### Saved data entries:
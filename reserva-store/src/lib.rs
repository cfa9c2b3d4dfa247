pub mod app_config;
pub mod booking_repo;
pub mod catalog_repo;
pub mod database;
pub mod events;
pub mod memory;
pub mod redis_repo;

pub use app_config::Config;
pub use booking_repo::PgBookingStore;
pub use catalog_repo::{PgResourceCatalog, PgUserDirectory};
pub use database::DbClient;
pub use events::{EventProducer, KafkaAnalytics, KafkaNotifier};
pub use redis_repo::RedisClient;
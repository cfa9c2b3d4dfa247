use async_trait::async_trait;
use sqlx::{PgPool, Row};
use uuid::Uuid;

use reserva_core::repository::{ResourceCatalog, UserDirectory};
use reserva_core::{EngineError, EngineResult};
use reserva_domain::resource::{AvailabilityRule, Resource};

fn store_err(err: sqlx::Error) -> EngineError {
    EngineError::Store(err.to_string())
}

/// Read-only access to resource records. Weekly rules are stored as a JSONB
/// column and decoded into `AvailabilityRule`s.
pub struct PgResourceCatalog {
    pool: PgPool,
}

impl PgResourceCatalog {
    pub fn new(pool: PgPool) -> Self {
        Self { pool }
    }
}

#[async_trait]
impl ResourceCatalog for PgResourceCatalog {
    async fn resource(&self, id: Uuid) -> EngineResult<Option<Resource>> {
        let row = sqlx::query(
            r#"
            SELECT id, name, capacity, hourly_rate_cents, rules,
                   min_duration_minutes, max_duration_minutes, min_lead_time_minutes
            FROM resources
            WHERE id = $1
            "#,
        )
        .bind(id)
        .fetch_optional(&self.pool)
        .await
        .map_err(store_err)?;

        let Some(row) = row else {
            return Ok(None);
        };

        let rules: serde_json::Value = row.try_get("rules").map_err(store_err)?;
        let rules: Vec<AvailabilityRule> = serde_json::from_value(rules)
            .map_err(|err| EngineError::Store(format!("undecodable rules for resource {id}: {err}")))?;

        Ok(Some(Resource {
            id: row.try_get("id").map_err(store_err)?,
            name: row.try_get("name").map_err(store_err)?,
            capacity: row.try_get("capacity").map_err(store_err)?,
            hourly_rate_cents: row.try_get("hourly_rate_cents").map_err(store_err)?,
            rules,
            min_duration_minutes: row.try_get("min_duration_minutes").map_err(store_err)?,
            max_duration_minutes: row.try_get("max_duration_minutes").map_err(store_err)?,
            min_lead_time_minutes: row.try_get("min_lead_time_minutes").map_err(store_err)?,
        }))
    }
}

/// Loyalty lookup derived from the booking history itself.
pub struct PgUserDirectory {
    pool: PgPool,
}

impl PgUserDirectory {
    pub fn new(pool: PgPool) -> Self {
        Self { pool }
    }
}

#[async_trait]
impl UserDirectory for PgUserDirectory {
    async fn completed_booking_count(&self, user_id: Uuid) -> EngineResult<u64> {
        let row = sqlx::query(
            "SELECT COUNT(*) AS completed FROM bookings WHERE user_id = $1 AND status = 'COMPLETED'",
        )
        .bind(user_id)
        .fetch_one(&self.pool)
        .await
        .map_err(store_err)?;

        let completed: i64 = row.try_get("completed").map_err(store_err)?;
        Ok(completed.max(0) as u64)
    }
}
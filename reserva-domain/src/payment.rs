use chrono::{DateTime, Utc};
use serde::{Deserialize, Serialize};
use std::fmt;
use uuid::Uuid;

#[derive(Debug, Clone, Copy, Serialize, Deserialize, PartialEq, Eq)]
#[serde(rename_all = "SCREAMING_SNAKE_CASE")]
pub enum PaymentStatus {
    Pending,
    Processing,
    Completed,
    Failed,
    Refunded,
}

impl PaymentStatus {
    pub fn as_str(&self) -> &'static str {
        match self {
            PaymentStatus::Pending => "PENDING",
            PaymentStatus::Processing => "PROCESSING",
            PaymentStatus::Completed => "COMPLETED",
            PaymentStatus::Failed => "FAILED",
            PaymentStatus::Refunded => "REFUNDED",
        }
    }

    pub fn parse(value: &str) -> Option<Self> {
        match value {
            "PENDING" => Some(PaymentStatus::Pending),
            "PROCESSING" => Some(PaymentStatus::Processing),
            "COMPLETED" => Some(PaymentStatus::Completed),
            "FAILED" => Some(PaymentStatus::Failed),
            "REFUNDED" => Some(PaymentStatus::Refunded),
            _ => None,
        }
    }
}

impl fmt::Display for PaymentStatus {
    fn fmt(&self, f: &mut fmt::Formatter<'_>) -> fmt::Result {
        f.write_str(self.as_str())
    }
}

/// How the payer settles. Dispatch over the variant happens inside the
/// gateway adapter, not via subclassing.
#[derive(Debug, Clone, Serialize, Deserialize)]
#[serde(tag = "type", rename_all = "SCREAMING_SNAKE_CASE")]
pub enum PaymentMethod {
    Card { token: String },
    Paypal { account_email: String },
    Wallet { wallet_id: String },
}

impl PaymentMethod {
    pub fn kind(&self) -> &'static str {
        match self {
            PaymentMethod::Card { .. } => "CARD",
            PaymentMethod::Paypal { .. } => "PAYPAL",
            PaymentMethod::Wallet { .. } => "WALLET",
        }
    }
}

/// Settlement record owned by the booking it pays for. Created by the
/// orchestrator, mutated only by the payment and refund steps.
#[derive(Debug, Clone, Serialize, Deserialize)]
pub struct Payment {
    pub id: Uuid,
    pub booking_id: Uuid,
    pub amount_cents: i64,
    pub status: PaymentStatus,
    pub external_reference: Option<String>,
    pub created_at: DateTime<Utc>,
    pub updated_at: DateTime<Utc>,
}

impl Payment {
    pub fn new(booking_id: Uuid, amount_cents: i64) -> Self {
        let now = Utc::now();
        Self {
            id: Uuid::new_v4(),
            booking_id,
            amount_cents,
            status: PaymentStatus::Pending,
            external_reference: None,
            created_at: now,
            updated_at: now,
        }
    }

    pub fn touch(&mut self) {
        self.updated_at = Utc::now();
    }
}
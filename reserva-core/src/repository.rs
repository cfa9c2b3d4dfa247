use async_trait::async_trait;
use chrono::{DateTime, NaiveDate, Utc};
use uuid::Uuid;

use crate::EngineResult;
use reserva_domain::booking::{Booking, BookingStatus};
use reserva_domain::payment::Payment;
use reserva_domain::resource::Resource;

/// Repository for booking rows and the payment rows they own. Booking and
/// Payment rows are the durable source of truth; everything cached is
/// reconstructible from them.
#[async_trait]
pub trait BookingRepository: Send + Sync {
    async fn insert_booking(&self, booking: &Booking) -> EngineResult<()>;

    async fn booking(&self, id: Uuid) -> EngineResult<Option<Booking>>;

    /// Bookings with status in {Pending, Confirmed} intersecting
    /// `[start, end)` for the resource, half-open semantics.
    async fn active_in_window(
        &self,
        resource_id: Uuid,
        start: DateTime<Utc>,
        end: DateTime<Utc>,
    ) -> EngineResult<Vec<Booking>>;

    /// All active bookings whose start falls on the given UTC calendar day.
    async fn active_on_day(
        &self,
        resource_id: Uuid,
        date: NaiveDate,
    ) -> EngineResult<Vec<Booking>>;

    /// Demand probe: active bookings of the resource starting inside
    /// `[from, to]` inclusive.
    async fn count_active_starting_between(
        &self,
        resource_id: Uuid,
        from: DateTime<Utc>,
        to: DateTime<Utc>,
    ) -> EngineResult<u64>;

    /// Compare-and-swap status update. Fails with `StaleVersion` when the
    /// stored version differs from `expected_version`, with `Conflict` when
    /// the transition would move the lifecycle backwards. Returns the
    /// updated row (version bumped).
    async fn update_booking_status(
        &self,
        id: Uuid,
        expected_version: i64,
        status: BookingStatus,
        cancellation_reason: Option<String>,
    ) -> EngineResult<Booking>;

    async fn insert_payment(&self, payment: &Payment) -> EngineResult<()>;

    async fn update_payment(&self, payment: &Payment) -> EngineResult<()>;

    async fn payment_for_booking(&self, booking_id: Uuid) -> EngineResult<Option<Payment>>;
}

/// Source of resource and availability-rule records, read-only here.
#[async_trait]
pub trait ResourceCatalog: Send + Sync {
    async fn resource(&self, id: Uuid) -> EngineResult<Option<Resource>>;
}

/// Feeds the loyalty tier of the pricing engine.
#[async_trait]
pub trait UserDirectory: Send + Sync {
    async fn completed_booking_count(&self, user_id: Uuid) -> EngineResult<u64>;
}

### TASK REQUIREMENTS:
Go through the lines above and copy any that contain "BookingStatus".

### WRITTEN ANSWER:
use reserva_domain::booking::{Booking, BookingStatus};
        status: BookingStatus,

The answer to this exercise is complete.